<<<<

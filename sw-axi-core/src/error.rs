use crate::session::State;
use crate::wire::MessageKind;
use std::io;
use thiserror::Error;

pub type Result<T, E = Error> = std::result::Result<T, E>;

/// Everything that can go wrong while talking to the router.
#[derive(Error, Debug)]
pub enum Error {
    /// A session operation was invoked in a state that doesn't allow it. No I/O was performed.
    #[error("cannot {operation} while the session is {state}")]
    InvalidState {
        operation: &'static str,
        state: State,
    },
    #[error("can only communicate over UNIX domain sockets: {0}")]
    InvalidUri(String),
    #[error("socket path too long ({len} > {max} bytes): {path}")]
    PathTooLong { path: String, len: usize, max: usize },
    /// Peers and IP blocks are only known once the bridge has been started.
    #[error("the bridge needs to be started in order to enumerate {0}")]
    NotStarted(&'static str),
    #[error("the bridge is not running")]
    NotRunning,

    #[error("{context}: {source}")]
    Io {
        context: &'static str,
        #[source]
        source: io::Error,
    },
    #[error("{context}: {source}")]
    Codec {
        context: &'static str,
        #[source]
        source: bincode::Error,
    },

    #[error("got an unexpected {kind} message {context}")]
    UnexpectedMessage {
        context: &'static str,
        kind: MessageKind,
    },
    #[error("got a response for an unknown master: {0}")]
    UnknownMaster(u64),
    #[error("got a response for an unknown request: {id} (master {master})")]
    UnknownRequest { master: u64, id: u64 },
    #[error("got a request meant for an unknown slave: {0}")]
    UnknownSlave(u64),

    /// The router sent an explicit ERROR message.
    #[error("{context}: {message}")]
    Peer {
        context: &'static str,
        message: String,
    },

    /// The response to a request came back with `ok == false`; carries the response's message.
    #[error("{0}")]
    Response(String),
    /// The session went away before the request was answered.
    #[error("session closed before the request completed")]
    SessionClosed,
    #[error("the {0} worker panicked")]
    WorkerPanicked(&'static str),
}

impl Error {
    pub(crate) fn io(context: &'static str, source: io::Error) -> Self {
        Self::Io { context, source }
    }

    /// Returns `true` for errors caused by calling an operation at the wrong time or with bad
    /// arguments. These never touch the network and leave the session as it was.
    pub fn is_usage(&self) -> bool {
        matches!(
            self,
            Self::InvalidState { .. }
                | Self::InvalidUri(_)
                | Self::PathTooLong { .. }
                | Self::NotStarted(_)
                | Self::NotRunning
        )
    }

    /// Returns `true` for errors after which the session is gone.
    pub fn is_fatal(&self) -> bool {
        matches!(
            self,
            Self::Io { .. }
                | Self::Codec { .. }
                | Self::UnexpectedMessage { .. }
                | Self::UnknownMaster(_)
                | Self::UnknownRequest { .. }
                | Self::UnknownSlave(_)
                | Self::Peer { .. }
        )
    }
}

>>>>

• [THE PROBLEM] All of the records above are to be copied exactly.

• [RESPONSE FOR THIS EXERCISE]
filename sw-axi-core/src/error.rs
use crate::session::State;
use crate::wire::MessageKind;
use std::io;
use thiserror::Error;

pub type Result<T, E = Error> = std::result::Result<T, E>;

/// Everything that can go wrong while talking to the router.
#[derive(Error, Debug)]
pub enum Error {
    /// A session operation was invoked in a state that doesn't allow it. No I/O was performed.
    #[error("cannot {operation} while the session is {state}")]
    InvalidState {
        operation: &'static str,
        state: State,
    },
    #[error("can only communicate over UNIX domain sockets: {0}")]
    InvalidUri(String),
    #[error("socket path too long ({len} > {max} bytes): {path}")]
    PathTooLong { path: String, len: usize, max: usize },
    /// Peers and IP blocks are only known once the bridge has been started.
    #[error("the bridge needs to be started in order to enumerate {0}")]
    NotStarted(&'static str),
    #[error("the bridge is not running")]
    NotRunning,

    #[error("{context}: {source}")]
    Io {
        context: &'static str,
        #[source]
        source: io::Error,
    },
    #[error("{context}: {source}")]
    Codec {
        context: &'static str,
        #[source]
        source: bincode::Error,
    },

    #[error("got an unexpected {kind} message {context}")]
    UnexpectedMessage {
        context: &'static str,
        kind: MessageKind,
    },
    #[error("got a response for an unknown master: {0}")]
    UnknownMaster(u64),
    #[error("got a response for an unknown request: {id} (master {master})")]
    UnknownRequest { master: u64, id: u64 },
    #[error("got a request meant for an unknown slave: {0}")]
    UnknownSlave(u64),

    /// The router sent an explicit ERROR message.
    #[error("{context}: {message}")]
    Peer {
        context: &'static str,
        message: String,
    },

    /// The response to a request came back with `ok == false`; carries the response's message.
    #[error("{0}")]
    Response(String),
    /// The session went away before the request was answered.
    #[error("session closed before the request completed")]
    SessionClosed,
    #[error("the {0} worker panicked")]
    WorkerPanicked(&'static str),
}

impl Error {
    pub(crate) fn io(context: &'static str, source: io::Error) -> Self {
        Self::Io { context, source }
    }

    /// Returns `true` for errors caused by calling an operation at the wrong time or with bad
    /// arguments. These never touch the network and leave the session as it was.
    pub fn is_usage(&self) -> bool {
        matches!(
            self,
            Self::InvalidState { .. }
                | Self::InvalidUri(_)
                | Self::PathTooLong { .. }
                | Self::NotStarted(_)
                | Self::NotRunning
        )
    }

    /// Returns `true` for errors after which the session is gone.
    pub fn is_fatal(&self) -> bool {
        matches!(
            self,
            Self::Io { .. }
                | Self::Codec { .. }
                | Self::UnexpectedMessage { .. }
                | Self::UnknownMaster(_)
                | Self::UnknownRequest { .. }
                | Self::UnknownSlave(_)
                | Self::Peer { .. }
        )
    }
}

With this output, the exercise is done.